#### INFORMATION GIVEN

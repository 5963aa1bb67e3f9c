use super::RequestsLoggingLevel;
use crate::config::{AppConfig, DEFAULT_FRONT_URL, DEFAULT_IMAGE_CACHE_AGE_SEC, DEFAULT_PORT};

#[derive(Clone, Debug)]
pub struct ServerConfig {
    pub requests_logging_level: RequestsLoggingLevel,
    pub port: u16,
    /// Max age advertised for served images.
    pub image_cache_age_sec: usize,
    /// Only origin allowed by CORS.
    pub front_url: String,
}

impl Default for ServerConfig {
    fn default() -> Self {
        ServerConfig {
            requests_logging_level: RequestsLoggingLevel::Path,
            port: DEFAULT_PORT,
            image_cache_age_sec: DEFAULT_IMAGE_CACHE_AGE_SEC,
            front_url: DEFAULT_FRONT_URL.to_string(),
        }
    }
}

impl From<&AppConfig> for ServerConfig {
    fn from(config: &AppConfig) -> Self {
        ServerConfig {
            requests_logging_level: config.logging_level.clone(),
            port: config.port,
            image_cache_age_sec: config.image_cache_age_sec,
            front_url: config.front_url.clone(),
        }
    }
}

########

For the word "RequestsLoggingLevel", count the lines of the data that contain it and report only the total.

3